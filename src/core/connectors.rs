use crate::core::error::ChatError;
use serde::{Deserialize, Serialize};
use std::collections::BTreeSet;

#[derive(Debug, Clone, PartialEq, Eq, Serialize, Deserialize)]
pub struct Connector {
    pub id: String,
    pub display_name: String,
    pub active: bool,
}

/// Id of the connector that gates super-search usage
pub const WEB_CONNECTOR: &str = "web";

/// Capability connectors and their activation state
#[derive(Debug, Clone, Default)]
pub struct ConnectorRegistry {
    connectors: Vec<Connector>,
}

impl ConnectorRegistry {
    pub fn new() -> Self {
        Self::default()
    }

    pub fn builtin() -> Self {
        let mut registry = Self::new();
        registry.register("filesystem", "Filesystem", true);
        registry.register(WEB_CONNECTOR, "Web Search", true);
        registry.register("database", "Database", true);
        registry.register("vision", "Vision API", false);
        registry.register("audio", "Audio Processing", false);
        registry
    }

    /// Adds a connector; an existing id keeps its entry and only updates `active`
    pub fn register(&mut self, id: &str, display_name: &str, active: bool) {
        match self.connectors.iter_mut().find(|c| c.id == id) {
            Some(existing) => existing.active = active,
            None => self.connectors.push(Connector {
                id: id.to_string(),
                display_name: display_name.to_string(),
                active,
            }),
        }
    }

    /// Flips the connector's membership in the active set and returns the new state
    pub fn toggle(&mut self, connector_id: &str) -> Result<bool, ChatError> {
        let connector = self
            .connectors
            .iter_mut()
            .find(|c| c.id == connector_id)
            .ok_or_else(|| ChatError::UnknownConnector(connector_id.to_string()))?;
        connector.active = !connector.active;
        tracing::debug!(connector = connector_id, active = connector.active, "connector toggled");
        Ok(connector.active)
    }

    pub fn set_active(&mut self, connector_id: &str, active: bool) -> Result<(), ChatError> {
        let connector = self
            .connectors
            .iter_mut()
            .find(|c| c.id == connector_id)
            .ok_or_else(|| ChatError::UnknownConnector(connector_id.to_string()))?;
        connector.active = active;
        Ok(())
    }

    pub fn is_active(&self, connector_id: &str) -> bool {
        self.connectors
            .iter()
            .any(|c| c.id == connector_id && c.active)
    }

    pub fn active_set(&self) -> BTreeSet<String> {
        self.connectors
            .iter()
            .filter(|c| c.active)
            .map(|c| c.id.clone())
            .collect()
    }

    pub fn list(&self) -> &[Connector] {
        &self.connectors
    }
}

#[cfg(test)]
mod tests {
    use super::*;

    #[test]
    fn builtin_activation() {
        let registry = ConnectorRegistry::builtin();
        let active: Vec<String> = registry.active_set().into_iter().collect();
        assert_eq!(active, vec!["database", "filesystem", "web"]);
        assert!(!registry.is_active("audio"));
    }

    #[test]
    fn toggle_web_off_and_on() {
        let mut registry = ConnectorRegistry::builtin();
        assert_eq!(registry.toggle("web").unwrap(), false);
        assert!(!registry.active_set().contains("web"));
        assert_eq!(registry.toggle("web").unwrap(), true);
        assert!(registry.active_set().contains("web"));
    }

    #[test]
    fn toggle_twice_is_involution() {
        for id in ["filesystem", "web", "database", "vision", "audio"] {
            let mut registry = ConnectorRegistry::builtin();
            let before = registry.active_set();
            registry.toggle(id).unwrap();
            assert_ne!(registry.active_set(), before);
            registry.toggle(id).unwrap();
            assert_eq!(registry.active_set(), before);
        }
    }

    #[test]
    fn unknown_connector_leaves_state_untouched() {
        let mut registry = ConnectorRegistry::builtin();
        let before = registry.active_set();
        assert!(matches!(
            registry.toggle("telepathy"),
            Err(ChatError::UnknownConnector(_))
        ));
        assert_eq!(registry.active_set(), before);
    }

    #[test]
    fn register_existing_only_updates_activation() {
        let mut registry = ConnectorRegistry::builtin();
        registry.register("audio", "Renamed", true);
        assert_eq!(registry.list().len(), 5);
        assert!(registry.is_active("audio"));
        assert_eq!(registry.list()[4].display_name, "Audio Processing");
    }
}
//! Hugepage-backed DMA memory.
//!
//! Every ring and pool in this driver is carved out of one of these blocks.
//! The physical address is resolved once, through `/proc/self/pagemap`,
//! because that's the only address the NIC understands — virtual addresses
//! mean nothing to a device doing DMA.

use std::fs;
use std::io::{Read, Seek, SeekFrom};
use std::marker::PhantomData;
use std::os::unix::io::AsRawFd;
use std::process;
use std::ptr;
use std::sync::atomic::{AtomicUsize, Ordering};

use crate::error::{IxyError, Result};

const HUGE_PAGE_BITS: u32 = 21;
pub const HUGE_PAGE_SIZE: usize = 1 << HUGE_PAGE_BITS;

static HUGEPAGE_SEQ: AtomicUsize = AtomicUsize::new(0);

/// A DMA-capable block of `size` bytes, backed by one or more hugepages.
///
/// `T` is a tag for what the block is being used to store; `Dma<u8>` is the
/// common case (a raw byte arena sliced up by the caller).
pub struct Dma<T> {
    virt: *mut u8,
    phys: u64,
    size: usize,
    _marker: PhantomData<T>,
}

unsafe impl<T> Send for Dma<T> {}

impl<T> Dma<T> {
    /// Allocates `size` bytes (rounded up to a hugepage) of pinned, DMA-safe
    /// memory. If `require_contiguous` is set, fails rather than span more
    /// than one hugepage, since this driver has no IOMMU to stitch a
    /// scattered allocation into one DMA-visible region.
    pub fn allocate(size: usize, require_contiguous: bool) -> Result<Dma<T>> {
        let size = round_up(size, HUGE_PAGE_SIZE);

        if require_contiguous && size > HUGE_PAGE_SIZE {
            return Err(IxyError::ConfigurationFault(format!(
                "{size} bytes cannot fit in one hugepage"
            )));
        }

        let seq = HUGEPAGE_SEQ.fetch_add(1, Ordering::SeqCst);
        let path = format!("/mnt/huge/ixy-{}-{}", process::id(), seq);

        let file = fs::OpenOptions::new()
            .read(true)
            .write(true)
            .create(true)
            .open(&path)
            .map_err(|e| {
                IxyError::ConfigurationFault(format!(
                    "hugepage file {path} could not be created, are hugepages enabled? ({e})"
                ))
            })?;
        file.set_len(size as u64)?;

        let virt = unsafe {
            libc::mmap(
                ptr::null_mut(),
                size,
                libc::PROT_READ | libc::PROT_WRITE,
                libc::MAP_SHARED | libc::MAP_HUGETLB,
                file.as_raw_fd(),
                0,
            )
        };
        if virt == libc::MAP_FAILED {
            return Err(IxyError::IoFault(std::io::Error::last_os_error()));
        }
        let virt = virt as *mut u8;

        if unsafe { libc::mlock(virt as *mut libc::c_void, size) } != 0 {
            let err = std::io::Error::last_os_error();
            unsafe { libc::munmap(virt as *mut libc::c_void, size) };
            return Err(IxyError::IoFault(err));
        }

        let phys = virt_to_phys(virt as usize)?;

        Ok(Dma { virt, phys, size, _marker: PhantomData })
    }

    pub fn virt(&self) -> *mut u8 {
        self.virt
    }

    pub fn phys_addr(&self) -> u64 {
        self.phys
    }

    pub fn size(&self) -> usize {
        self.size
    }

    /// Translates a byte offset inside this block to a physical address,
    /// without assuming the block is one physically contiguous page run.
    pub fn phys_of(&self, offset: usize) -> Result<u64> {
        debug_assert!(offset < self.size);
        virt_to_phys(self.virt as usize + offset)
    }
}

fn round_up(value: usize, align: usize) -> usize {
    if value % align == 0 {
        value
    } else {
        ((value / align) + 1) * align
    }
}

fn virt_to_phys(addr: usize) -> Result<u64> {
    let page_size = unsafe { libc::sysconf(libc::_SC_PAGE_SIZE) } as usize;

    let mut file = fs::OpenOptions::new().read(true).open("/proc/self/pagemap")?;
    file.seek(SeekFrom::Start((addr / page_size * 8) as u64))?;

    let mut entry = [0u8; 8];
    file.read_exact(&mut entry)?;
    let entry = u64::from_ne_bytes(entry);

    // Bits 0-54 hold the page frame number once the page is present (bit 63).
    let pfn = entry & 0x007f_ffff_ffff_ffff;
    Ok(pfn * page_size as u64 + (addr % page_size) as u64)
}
────────────────────────────────────────
§ Assignment: Copy out every line from the material above in which the word "align" appears.

§ Task output:
fn round_up(value: usize, align: usize) -> usize {
    if value % align == 0 {
        ((value / align) + 1) * align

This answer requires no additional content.